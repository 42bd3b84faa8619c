//! Error types for LaunchAgent management.

use std::io;
use thiserror::Error;

/// LaunchAgent management error type.
#[derive(Debug, Error)]
pub enum LaunchAgentError {
    /// The running executable could not be located.
    #[error("実行ファイルのパスを取得できません: {0}")]
    BinaryPath(#[source] io::Error),

    #[error("ホームディレクトリが見つかりません")]
    HomeDirectoryNotFound,

    /// A file system step failed.
    #[error("{action}に失敗しました: {path}")]
    Io {
        action: &'static str,
        path: String,
        #[source]
        source: io::Error,
    },

    #[error("plistの生成に失敗しました: {0}")]
    PlistSerialize(#[from] plist::Error),

    /// `launchctl` could not be run or reported a failure.
    #[error("launchctl {command} に失敗しました: {detail}")]
    Launchctl {
        command: &'static str,
        detail: String,
    },
}

impl LaunchAgentError {
    pub(crate) fn io(action: &'static str, path: &std::path::Path, source: io::Error) -> Self {
        Self::Io {
            action,
            path: path.display().to_string(),
            source,
        }
    }
}

/// Result type for LaunchAgent operations.
pub type Result<T> = std::result::Result<T, LaunchAgentError>;
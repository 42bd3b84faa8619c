//! Core data types for the alarm daemon.
//!
//! This module defines the data structures used for:
//! - Alarm identity and timer payloads
//! - Events delivered to the application layer
//! - IPC request/response serialization

mod alarm;
mod event;
mod ipc;

pub use alarm::{
    now_millis, AlarmId, AlarmPayload, DEFAULT_AUDIO_REF, SNOOZED_ALARM_LABEL, SNOOZE_DELIMITER,
};
pub use event::{AlarmEvent, EventLog, EventRecord};
pub use ipc::{
    IpcRequest, IpcResponse, PermissionStatus, ResponseData, ScheduleParams, SessionStatus,
    STATUS_ERROR, STATUS_PERMISSION_DENIED, STATUS_SUCCESS,
};
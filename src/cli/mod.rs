//! CLI module for wakeup.
//!
//! This module provides the command-line interface:
//! - `commands`: Command definitions using clap derive
//! - `client`: IPC client for daemon communication
//! - `display`: Output formatting and display logic
//! - `watch`: Event follower that renders the ringing screen

pub mod client;
pub mod commands;
pub mod display;
pub mod watch;

pub use client::IpcClient;
pub use commands::{Cli, Commands, RingArgs, ScheduleArgs};
pub use display::Display;
pub use watch::run_watch;
//! Alarm identity and payload types.

use std::fmt;
use std::time::{SystemTime, UNIX_EPOCH};

use serde::{Deserialize, Serialize};

// ============================================================================
// Constants
// ============================================================================

/// Delimiter that separates a base identity from its snooze marker.
pub const SNOOZE_DELIMITER: &str = "_snooze";

/// Label given to alarms re-armed by a snooze.
pub const SNOOZED_ALARM_LABEL: &str = "Snoozed Alarm";

/// Audio reference that always selects the bundled tone.
pub const DEFAULT_AUDIO_REF: &str = "default_alarm_sound";

/// Returns the current wall-clock time in epoch milliseconds.
#[must_use]
pub fn now_millis() -> i64 {
    SystemTime::now()
        .duration_since(UNIX_EPOCH)
        .map(|d| d.as_millis() as i64)
        .unwrap_or(0)
}

// ============================================================================
// AlarmId
// ============================================================================

/// Opaque alarm identity.
///
/// An identity is either a *base* identity chosen by the application
/// (`"a1"`) or a *snooze instance* minted when an alarm is snoozed
/// (`"a1_snooze_1718000000000"`). Every instance maps back to exactly one
/// base identity by truncating at the first [`SNOOZE_DELIMITER`].
///
/// A missing or empty identity is replaced with [`AlarmId::DEFAULT`].
#[derive(Debug, Clone, PartialEq, Eq, Hash, PartialOrd, Ord, Serialize, Deserialize)]
#[serde(from = "String", into = "String")]
pub struct AlarmId(String);

impl AlarmId {
    /// Fallback identity used when the caller supplied none.
    pub const DEFAULT: &'static str = "default";

    /// Creates an identity, substituting [`AlarmId::DEFAULT`] for empty input.
    #[must_use]
    pub fn new(raw: impl Into<String>) -> Self {
        let raw = raw.into();
        if raw.is_empty() {
            Self(Self::DEFAULT.to_string())
        } else {
            Self(raw)
        }
    }

    /// Creates an identity from an optional value.
    #[must_use]
    pub fn from_optional(raw: Option<&str>) -> Self {
        Self::new(raw.unwrap_or_default())
    }

    /// Returns the identity as a string slice.
    #[must_use]
    pub fn as_str(&self) -> &str {
        &self.0
    }

    /// Returns the base identity (prefix before the first `"_snooze"`).
    #[must_use]
    pub fn base(&self) -> AlarmId {
        match self.0.find(SNOOZE_DELIMITER) {
            Some(index) => AlarmId::new(&self.0[..index]),
            None => self.clone(),
        }
    }

    /// Returns true if this identity was minted by a snooze.
    #[must_use]
    pub fn is_snooze_instance(&self) -> bool {
        self.0.contains(SNOOZE_DELIMITER)
    }

    /// Mints a snooze-instance identity for this alarm's base.
    ///
    /// `marker` is normally the current time in epoch milliseconds.
    #[must_use]
    pub fn snooze_instance(&self, marker: i64) -> AlarmId {
        AlarmId(format!("{}{}_{}", self.base().0, SNOOZE_DELIMITER, marker))
    }
}

impl Default for AlarmId {
    fn default() -> Self {
        Self(Self::DEFAULT.to_string())
    }
}

impl From<String> for AlarmId {
    fn from(raw: String) -> Self {
        Self::new(raw)
    }
}

impl From<&str> for AlarmId {
    fn from(raw: &str) -> Self {
        Self::new(raw)
    }
}

impl From<AlarmId> for String {
    fn from(id: AlarmId) -> Self {
        id.0
    }
}

impl fmt::Display for AlarmId {
    fn fmt(&self, f: &mut fmt::Formatter<'_>) -> fmt::Result {
        f.write_str(&self.0)
    }
}

// ============================================================================
// AlarmPayload
// ============================================================================

/// Data carried by a registered timer and handed back when it fires.
#[derive(Debug, Clone, PartialEq, Eq, Serialize, Deserialize)]
#[serde(rename_all = "camelCase")]
pub struct AlarmPayload {
    /// Identity of the alarm
    pub alarm_id: AlarmId,
    /// Audio reference (URI, path, or empty for the bundled tone)
    #[serde(default)]
    pub audio_ref: String,
    /// Human-readable label shown on the ringing UI
    #[serde(default)]
    pub label: String,
}

impl AlarmPayload {
    /// Creates a new payload.
    pub fn new(alarm_id: AlarmId, audio_ref: impl Into<String>, label: impl Into<String>) -> Self {
        Self {
            alarm_id,
            audio_ref: audio_ref.into(),
            label: label.into(),
        }
    }
}

// ============================================================================
// Tests
// ============================================================================

#[cfg(test)]
mod tests {
    use super::*;

    // ------------------------------------------------------------------------
    // AlarmId Tests
    // ------------------------------------------------------------------------

    mod alarm_id_tests {
        use super::*;

        #[test]
        fn test_empty_becomes_default() {
            assert_eq!(AlarmId::new("").as_str(), "default");
            assert_eq!(AlarmId::from_optional(None).as_str(), "default");
            assert_eq!(AlarmId::default().as_str(), "default");
        }

        #[test]
        fn test_base_of_base_is_identity() {
            let id = AlarmId::new("a1");
            assert_eq!(id.base(), id);
            assert!(!id.is_snooze_instance());
        }

        #[test]
        fn test_base_truncates_at_first_delimiter() {
            let id = AlarmId::new("a1_snooze_1718000000000");
            assert_eq!(id.base().as_str(), "a1");
            assert!(id.is_snooze_instance());

            let nested = AlarmId::new("a1_snooze_1_snooze_2");
            assert_eq!(nested.base().as_str(), "a1");
        }

        #[test]
        fn test_delimiter_at_start_falls_back_to_default() {
            let id = AlarmId::new("_snooze_42");
            assert_eq!(id.base().as_str(), "default");
        }

        #[test]
        fn test_snooze_instance_format() {
            let id = AlarmId::new("a1");
            let instance = id.snooze_instance(1_718_000_000_000);
            assert_eq!(instance.as_str(), "a1_snooze_1718000000000");
        }

        #[test]
        fn test_snooze_instance_round_trips_to_base() {
            for raw in ["a1", "morning-alarm", "x", "alarm-7"] {
                let base = AlarmId::new(raw);
                assert_eq!(base.snooze_instance(now_millis()).base(), base);
            }
        }

        #[test]
        fn test_snooze_of_instance_keeps_original_base() {
            let first = AlarmId::new("a1").snooze_instance(100);
            let second = first.snooze_instance(200);
            assert_eq!(second.as_str(), "a1_snooze_200");
        }

        #[test]
        fn test_serde_is_plain_string() {
            let id = AlarmId::new("a1");
            assert_eq!(serde_json::to_string(&id).unwrap(), "\"a1\"");

            let parsed: AlarmId = serde_json::from_str("\"\"").unwrap();
            assert_eq!(parsed.as_str(), "default");
        }
    }

    // ------------------------------------------------------------------------
    // AlarmPayload Tests
    // ------------------------------------------------------------------------

    mod alarm_payload_tests {
        use super::*;

        #[test]
        fn test_camel_case_fields() {
            let payload = AlarmPayload::new(AlarmId::new("a1"), "file:///tmp/a.mp3", "Wake");
            let json = serde_json::to_value(&payload).unwrap();
            assert_eq!(json["alarmId"], "a1");
            assert_eq!(json["audioRef"], "file:///tmp/a.mp3");
            assert_eq!(json["label"], "Wake");
        }

        #[test]
        fn test_missing_optional_fields_default() {
            let payload: AlarmPayload = serde_json::from_str(r#"{"alarmId":"a1"}"#).unwrap();
            assert!(payload.audio_ref.is_empty());
            assert!(payload.label.is_empty());
        }
    }
}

□ □ □ □ □ □ □

→ **EXERCISE OBJECTIVE**: Show the lines of the material that contain the word "management".

→ **REPLY**:
//! Error types for LaunchAgent management.
/// LaunchAgent management error type.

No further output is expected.